Bill: That amount of agitation would certainly bring any lurking gas to the surface. You could call it "fwerting".

Cocaine Princess: Taylor Swift too? It must be the Kennedy in him.

Robyn: I suspect JFK would have enjoyed watching Marilyn Munroe twerk, although he couldn't have joined in because of his bad back. But he wouldn't have got caught, so you're right!
 
What's going on in that first picture? Is she checking him for ticks on his rump?
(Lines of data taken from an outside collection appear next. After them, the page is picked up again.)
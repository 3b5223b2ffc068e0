// SPDX-FileCopyrightText: 2026 ArcheBase
//
// SPDX-License-Identifier: MulanPSL-2.0

//! Core error types for radiocodec.
//!
//! Every failure the library can report falls in one of these categories:
//! - Model validation (shape, axis values, physical metadata)
//! - Registry lookups (frames, model kinds)
//! - Wire payload decoding
//! - Underlying I/O

use std::fmt;

/// Errors that can occur while building, encoding or decoding models.
#[derive(Debug, Clone)]
pub enum CodecError {
    /// A data variable's shape disagrees with its declared dimensions
    ShapeMismatch {
        /// Variable (or coordinate) being validated
        variable: String,
        /// What disagreed
        reason: String,
    },

    /// A coordinate value is outside its frame's domain
    InvalidAxisValue {
        /// Axis name
        axis: String,
        /// Offending value, rendered for display
        value: String,
        /// Why it was rejected
        reason: String,
    },

    /// A required attribute, variable, coordinate or relation is absent
    MissingMetadata {
        /// Where the metadata was expected (model kind, variable, ...)
        owner: String,
        /// Missing key
        key: String,
    },

    /// No frame descriptor registered for an axis name
    UnknownFrame {
        /// Axis name that was not found
        axis: String,
    },

    /// Model kind tag is absent, unrecognized or unregistered
    UnknownModelKind {
        /// The tag as found
        kind: String,
    },

    /// Wire payload is structurally invalid
    MalformedPayload {
        /// Codec or structure being decoded
        context: String,
        /// Error message
        message: String,
    },

    /// A user attribute uses a key reserved by the encoders
    ReservedKey {
        /// The reserved key
        key: String,
        /// Where it appeared
        owner: String,
    },

    /// Underlying read/write failure, surfaced unchanged
    IoFailure {
        /// `std::io::ErrorKind` of the original error
        kind: std::io::ErrorKind,
        /// Error message
        message: String,
    },
}

impl CodecError {
    /// Create a shape mismatch error.
    pub fn shape_mismatch(variable: impl Into<String>, reason: impl Into<String>) -> Self {
        CodecError::ShapeMismatch {
            variable: variable.into(),
            reason: reason.into(),
        }
    }

    /// Create an invalid axis value error.
    pub fn invalid_axis_value(
        axis: impl Into<String>,
        value: impl Into<String>,
        reason: impl Into<String>,
    ) -> Self {
        CodecError::InvalidAxisValue {
            axis: axis.into(),
            value: value.into(),
            reason: reason.into(),
        }
    }

    /// Create a missing metadata error.
    pub fn missing_metadata(owner: impl Into<String>, key: impl Into<String>) -> Self {
        CodecError::MissingMetadata {
            owner: owner.into(),
            key: key.into(),
        }
    }

    /// Create an unknown frame error.
    pub fn unknown_frame(axis: impl Into<String>) -> Self {
        CodecError::UnknownFrame { axis: axis.into() }
    }

    /// Create an unknown model kind error.
    pub fn unknown_model_kind(kind: impl Into<String>) -> Self {
        CodecError::UnknownModelKind { kind: kind.into() }
    }

    /// Create a malformed payload error.
    pub fn malformed(context: impl Into<String>, message: impl Into<String>) -> Self {
        CodecError::MalformedPayload {
            context: context.into(),
            message: message.into(),
        }
    }

    /// Create a reserved key error.
    pub fn reserved_key(key: impl Into<String>, owner: impl Into<String>) -> Self {
        CodecError::ReservedKey {
            key: key.into(),
            owner: owner.into(),
        }
    }

    /// Stable category name, suitable for metrics labels and log filtering.
    pub fn category(&self) -> &'static str {
        match self {
            CodecError::ShapeMismatch { .. } => "ShapeMismatch",
            CodecError::InvalidAxisValue { .. } => "InvalidAxisValue",
            CodecError::MissingMetadata { .. } => "MissingMetadata",
            CodecError::UnknownFrame { .. } => "UnknownFrame",
            CodecError::UnknownModelKind { .. } => "UnknownModelKind",
            CodecError::MalformedPayload { .. } => "MalformedPayload",
            CodecError::ReservedKey { .. } => "ReservedKey",
            CodecError::IoFailure { .. } => "IOFailure",
        }
    }

    /// Get structured fields for logging.
    pub fn log_fields(&self) -> Vec<(&'static str, String)> {
        match self {
            CodecError::ShapeMismatch { variable, reason } => {
                vec![("variable", variable.clone()), ("reason", reason.clone())]
            }
            CodecError::InvalidAxisValue {
                axis,
                value,
                reason,
            } => vec![
                ("axis", axis.clone()),
                ("value", value.clone()),
                ("reason", reason.clone()),
            ],
            CodecError::MissingMetadata { owner, key } => {
                vec![("owner", owner.clone()), ("key", key.clone())]
            }
            CodecError::UnknownFrame { axis } => vec![("axis", axis.clone())],
            CodecError::UnknownModelKind { kind } => vec![("kind", kind.clone())],
            CodecError::MalformedPayload { context, message } => {
                vec![("context", context.clone()), ("message", message.clone())]
            }
            CodecError::ReservedKey { key, owner } => {
                vec![("key", key.clone()), ("owner", owner.clone())]
            }
            CodecError::IoFailure { kind, message } => {
                vec![("kind", format!("{kind:?}")), ("message", message.clone())]
            }
        }
    }
}

impl fmt::Display for CodecError {
    fn fmt(&self, f: &mut fmt::Formatter<'_>) -> fmt::Result {
        match self {
            CodecError::ShapeMismatch { variable, reason } => {
                write!(f, "Shape mismatch in '{variable}': {reason}")
            }
            CodecError::InvalidAxisValue {
                axis,
                value,
                reason,
            } => write!(f, "Invalid value {value} on axis '{axis}': {reason}"),
            CodecError::MissingMetadata { owner, key } => {
                write!(f, "Missing metadata '{key}' on {owner}")
            }
            CodecError::UnknownFrame { axis } => {
                write!(f, "No frame registered for axis '{axis}'")
            }
            CodecError::UnknownModelKind { kind } => {
                write!(f, "Unknown model kind: '{kind}'")
            }
            CodecError::MalformedPayload { context, message } => {
                write!(f, "Malformed payload in {context}: {message}")
            }
            CodecError::ReservedKey { key, owner } => {
                write!(f, "Attribute key '{key}' on {owner} is reserved")
            }
            CodecError::IoFailure { message, .. } => write!(f, "I/O failure: {message}"),
        }
    }
}

impl std::error::Error for CodecError {}

impl From<std::io::Error> for CodecError {
    fn from(err: std::io::Error) -> Self {
        CodecError::IoFailure {
            kind: err.kind(),
            message: err.to_string(),
        }
    }
}

/// Result type for radiocodec operations.
pub type Result<T> = std::result::Result<T, CodecError>;

#[cfg(test)]
mod tests {
    use super::*;

    #[test]
    fn test_shape_mismatch() {
        let err = CodecError::shape_mismatch("vis", "axis 'time' has length 5, data has 3");
        assert!(matches!(err, CodecError::ShapeMismatch { .. }));
        assert_eq!(
            err.to_string(),
            "Shape mismatch in 'vis': axis 'time' has length 5, data has 3"
        );
        assert_eq!(err.category(), "ShapeMismatch");
    }

    #[test]
    fn test_invalid_axis_value() {
        let err = CodecError::invalid_axis_value("polarisation", "\"XYZZY\"", "not a label");
        assert_eq!(
            err.to_string(),
            "Invalid value \"XYZZY\" on axis 'polarisation': not a label"
        );
        let fields = err.log_fields();
        assert_eq!(fields.len(), 3);
        assert_eq!(fields[0], ("axis", "polarisation".to_string()));
    }

    #[test]
    fn test_missing_metadata() {
        let err = CodecError::missing_metadata("Image", "wcs");
        assert_eq!(err.to_string(), "Missing metadata 'wcs' on Image");
    }

    #[test]
    fn test_unknown_kinds_and_frames() {
        assert_eq!(
            CodecError::unknown_model_kind("not_a_real_model").to_string(),
            "Unknown model kind: 'not_a_real_model'"
        );
        assert_eq!(
            CodecError::unknown_frame("zenith").to_string(),
            "No frame registered for axis 'zenith'"
        );
    }

    #[test]
    fn test_from_io_error() {
        let io_err = std::io::Error::new(std::io::ErrorKind::NotFound, "file not found");
        let err: CodecError = io_err.into();
        match &err {
            CodecError::IoFailure { kind, message } => {
                assert_eq!(*kind, std::io::ErrorKind::NotFound);
                assert_eq!(message, "file not found");
            }
            other => panic!("unexpected {other:?}"),
        }
        assert_eq!(err.category(), "IOFailure");
    }

    #[test]
    fn test_log_fields_malformed() {
        let err = CodecError::malformed("compact", "missing 'kind'");
        let fields = err.log_fields();
        assert_eq!(fields[0].0, "context");
        assert_eq!(fields[0].1, "compact");
        assert_eq!(fields[1].1, "missing 'kind'");
    }

    #[test]
    fn test_reserved_key() {
        let err = CodecError::reserved_key("dims", "variable 'vis'");
        assert_eq!(
            err.to_string(),
            "Attribute key 'dims' on variable 'vis' is reserved"
        );
    }
}
/// Build an `Image` model.
pub fn image(params: ImageParams) -> Result<Model> {
    let (ra, dec) = params.phasecentre;
    let nchan = params.frequencies.len();
    let npol = params.polarisation_frame.npol();
    let pixels = match params.pixels {
        Some(pixels) => pixels,
        None => filled(&[nchan, npol, params.ny, params.nx], 0.0f64)?,
    };
    let reference_frequency = params.frequencies.first().copied().unwrap_or_default();
    let wcs = attrs! {
        "ctype" => vec![AttrValue::from("RA---SIN"), "DEC--SIN".into(), "STOKES".into(), "FREQ".into()],
        "crval" => vec![AttrValue::from(ra), dec.into(), 1.0.into(), reference_frequency.into()],
        "cdelt" => vec![AttrValue::from(-params.cellsize), params.cellsize.into(), 1.0.into(), 1.0.into()],
        "crpix" => vec![
            AttrValue::from((params.nx / 2 + 1) as f64),
            ((params.ny / 2 + 1) as f64).into(),
            1.0.into(),
            1.0.into(),
        ],
        "cunit" => vec![AttrValue::from("deg"), "deg".into(), "".into(), "Hz".into()],
        "radesys" => "ICRS",
    };

    let mut parts = ModelParts::new(ModelKind::Image)
        .coordinate(Coordinate::new("frequency", ArrayData::vector(params.frequencies)).with_units("Hz"))
        .coordinate(labels_coordinate("polarisation", params.polarisation_frame.labels()))
        .coordinate(
            Coordinate::new("y", ArrayData::vector(axis_positions(dec, params.cellsize, params.ny)))
                .with_units("deg"),
        )
        .coordinate(
            Coordinate::new("x", ArrayData::vector(axis_positions(ra, params.cellsize, params.nx)))
                .with_units("deg"),
        )
        .variable(
            DataVariable::new("pixels", &["frequency", "polarisation", "y", "x"], pixels)
                .with_units("Jy/beam"),
        )
        .attribute(POLARISATION_FRAME_ATTR, params.polarisation_frame.name())
        .attribute("wcs", wcs);
    if let Some(beam) = params.clean_beam {
        parts = parts.attribute("clean_beam", beam);
    }
    parts.build()
}

/// Parameters of a [`grid_data`] model.
#[derive(Debug, Clone)]
pub struct GridDataParams {
    pub frequencies: Vec<f64>,
    pub polarisation_frame: PolarisationFrame,
    pub nv: usize,
    pub nu: usize,
    /// Cell size in wavelengths
    pub cellsize: f64,
    /// `[nchan, npol, nv, nu]` pixels, complex zeros if `None`
    pub pixels: Option<ArrayData>,
}

/// Build a `GridData` model.
pub fn grid_data(params: GridDataParams) -> Result<Model> {
    let nchan = params.frequencies.len();
    let npol = params.polarisation_frame.npol();
    let pixels = match params.pixels {
        Some(pixels) => pixels,
        None => filled(&[nchan, npol, params.nv, params.nu], Complex64::new(0.0, 0.0))?,
    };
    let grid_wcs = attrs! {
        "ctype" => vec![AttrValue::from("UU"), "VV".into(), "STOKES".into(), "FREQ".into()],
        "cdelt" => vec![AttrValue::from(params.cellsize), params.cellsize.into(), 1.0.into(), 1.0.into()],
        "cunit" => vec![AttrValue::from("lambda"), "lambda".into(), "".into(), "Hz".into()],
    };

    ModelParts::new(ModelKind::GridData)
        .coordinate(Coordinate::new("frequency", ArrayData::vector(params.frequencies)).with_units("Hz"))
        .coordinate(labels_coordinate("polarisation", params.polarisation_frame.labels()))
        .coordinate(
            Coordinate::new("v", ArrayData::vector(axis_positions(0.0, params.cellsize, params.nv)))
                .with_units("lambda"),
        )
        .coordinate(
            Coordinate::new("u", ArrayData::vector(axis_positions(0.0, params.cellsize, params.nu)))
                .with_units("lambda"),
        )
        .variable(
            DataVariable::new("pixels", &["frequency", "polarisation", "v", "u"], pixels)
                .with_units("Jy"),
        )
        .attribute(POLARISATION_FRAME_ATTR, params.polarisation_frame.name())
        .attribute("grid_wcs", grid_wcs)
        .build()
}
// SPDX-FileCopyrightText: 2026 ArcheBase
//
// SPDX-License-Identifier: MulanPSL-2.0

//! Reader and writer configuration.
//!
//! Both configs have builders for code and serde support for TOML files:
//!
//! ```toml
//! [writer]
//! compression = { kind = "zstd", level = 3 }
//! checksum = true
//!
//! [reader]
//! max_payload_bytes = 268435456
//! verify_checksum = true
//! ```

use serde::{Deserialize, Serialize};

use crate::{CodecError, Result};

/// Default zstd level when none is given.
pub const DEFAULT_ZSTD_LEVEL: i32 = 3;

/// Dataset compression in container files.
#[derive(Debug, Clone, Copy, PartialEq, Eq, Default, Serialize, Deserialize)]
#[serde(tag = "kind", rename_all = "lowercase")]
pub enum Compression {
    #[default]
    None,
    Zstd {
        #[serde(default = "default_zstd_level")]
        level: i32,
    },
}

fn default_zstd_level() -> i32 {
    DEFAULT_ZSTD_LEVEL
}

/// Configuration for encoders.
#[derive(Debug, Clone, PartialEq, Eq, Serialize, Deserialize)]
#[serde(default)]
pub struct WriterConfig {
    /// Compression applied to container datasets
    pub compression: Compression,
    /// Append a CRC-32 of the container body
    pub checksum: bool,
}

impl Default for WriterConfig {
    fn default() -> Self {
        Self {
            compression: Compression::None,
            checksum: true,
        }
    }
}

/// Builder for [`WriterConfig`].
#[derive(Debug, Clone, Default)]
pub struct WriterBuilder {
    config: WriterConfig,
}

impl WriterBuilder {
    pub fn new() -> Self {
        Self::default()
    }

    /// Compress datasets with zstd at the given level (1-22).
    pub fn zstd(mut self, level: i32) -> Self {
        self.config.compression = Compression::Zstd { level };
        self
    }

    pub fn compression(mut self, compression: Compression) -> Self {
        self.config.compression = compression;
        self
    }

    pub fn checksum(mut self, enabled: bool) -> Self {
        self.config.checksum = enabled;
        self
    }

    /// Finish, rejecting out-of-range compression levels.
    pub fn build(self) -> Result<WriterConfig> {
        if let Compression::Zstd { level } = self.config.compression {
            if !(1..=22).contains(&level) {
                return Err(CodecError::malformed(
                    "config",
                    format!("zstd level {level} outside 1..=22"),
                ));
            }
        }
        Ok(self.config)
    }
}

/// Configuration for decoders.
#[derive(Debug, Clone, PartialEq, Eq, Serialize, Deserialize)]
#[serde(default)]
pub struct ReaderConfig {
    /// Reject inputs (and decompressed datasets) larger than this
    pub max_payload_bytes: Option<u64>,
    /// Fail on a container checksum mismatch
    pub verify_checksum: bool,
}

impl Default for ReaderConfig {
    fn default() -> Self {
        Self {
            max_payload_bytes: None,
            verify_checksum: true,
        }
    }
}

impl ReaderConfig {
    /// Check a byte count against `max_payload_bytes`.
    pub fn check_size(&self, context: &str, len: u64) -> Result<()> {
        match self.max_payload_bytes {
            Some(max) if len > max => Err(CodecError::malformed(
                context,
                format!("{len} bytes exceeds limit of {max}"),
            )),
            _ => Ok(()),
        }
    }
}

/// Builder for [`ReaderConfig`].
#[derive(Debug, Clone, Default)]
pub struct ReaderBuilder {
    config: ReaderConfig,
}

impl ReaderBuilder {
    pub fn new() -> Self {
        Self::default()
    }

    pub fn max_payload_bytes(mut self, max: u64) -> Self {
        self.config.max_payload_bytes = Some(max);
        self
    }

    pub fn verify_checksum(mut self, enabled: bool) -> Self {
        self.config.verify_checksum = enabled;
        self
    }

    pub fn build(self) -> ReaderConfig {
        self.config
    }
}

/// Combined codec configuration, as loaded from a TOML file.
#[derive(Debug, Clone, Default, PartialEq, Eq, Serialize, Deserialize)]
#[serde(default)]
pub struct CodecConfig {
    pub writer: WriterConfig,
    pub reader: ReaderConfig,
}

impl CodecConfig {
    /// Parse TOML text.
    pub fn from_toml_str(text: &str) -> Result<Self> {
        let config: CodecConfig =
            toml::from_str(text).map_err(|e| CodecError::malformed("config", e.to_string()))?;
        if let Compression::Zstd { level } = config.writer.compression {
            WriterBuilder::new().zstd(level).build()?;
        }
        Ok(config)
    }

    /// Read and parse a TOML file.
    pub fn from_toml_file<P: AsRef<std::path::Path>>(path: P) -> Result<Self> {
        let text = std::fs::read_to_string(path)?;
        Self::from_toml_str(&text)
    }
}

#[cfg(test)]
mod tests {
    use super::*;

    #[test]
    fn test_builder_default() {
        let config = WriterBuilder::new().build().unwrap();
        assert_eq!(config.compression, Compression::None);
        assert!(config.checksum);
        assert!(ReaderBuilder::new().build().verify_checksum);
    }

    #[test]
    fn test_builder_fluent() {
        let writer = WriterBuilder::new().zstd(9).checksum(false).build().unwrap();
        assert_eq!(writer.compression, Compression::Zstd { level: 9 });
        assert!(!writer.checksum);

        let reader = ReaderBuilder::new().max_payload_bytes(1024).build();
        assert_eq!(reader.max_payload_bytes, Some(1024));
        assert!(reader.check_size("test", 2048).is_err());
        assert!(reader.check_size("test", 512).is_ok());
    }

    #[test]
    fn test_bad_zstd_level() {
        assert!(WriterBuilder::new().zstd(40).build().is_err());
    }

    #[test]
    fn test_from_toml() {
        let config = CodecConfig::from_toml_str(
            r#"
            [writer]
            compression = { kind = "zstd", level = 5 }
            checksum = false

            [reader]
            max_payload_bytes = 4096
            "#,
        )
        .unwrap();
        assert_eq!(config.writer.compression, Compression::Zstd { level: 5 });
        assert!(!config.writer.checksum);
        assert_eq!(config.reader.max_payload_bytes, Some(4096));
        assert!(config.reader.verify_checksum);
    }

    #[test]
    fn test_empty_toml_is_default() {
        assert_eq!(CodecConfig::from_toml_str("").unwrap(), CodecConfig::default());
    }

    #[test]
    fn test_invalid_toml() {
        let err = CodecConfig::from_toml_str("[writer\nchecksum = ").unwrap_err();
        assert!(matches!(err, CodecError::MalformedPayload { ref context, .. } if context == "config"));
    }
}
And that fart by Whoopie was hilarious. But when I searched for it I found another one of her ripping on purpose. Once I will excuse as an accident, but now I'm thinking she needs some manners lessons. Or the other three could teach her a lesson by holding her down and taking turns ripping farts into her face.
 
I thought that being famous for being famous was the big thing these days. Whether famous as a half-Schwarzenneger half-Kennedy mutant, or famous as the partner of a well-known Twerkenneger, he seems well on his way to success out of no effort of his own.
 
One would think all those gyrating thrusts and squats are just an invitation to fart. I'd hate to be in the front row.

And I second Whoopi's Whoopee Cushion. Would make for an excellent Christmas gift I feel.
 
Dr Ken: Really? The latest I heard is that Whoopie now denies she farted and said it was some other noise. Like hell! Maybe she found out that gas warfare is illegal under the Hague convention.

Ninja: The Kardashians managed to achieve it that way, Ms Ninja, but they do have a TV show. I have yet to hear the mutant boy speak!

Wendy: Farting and twerking have very difference audiences. Any act that combined the two would certainly bomb.
 
Victoria has always been a pain in the arse. She is so pinched and surly faced I wonder, in fact, if she has been holding in a few farts of her own.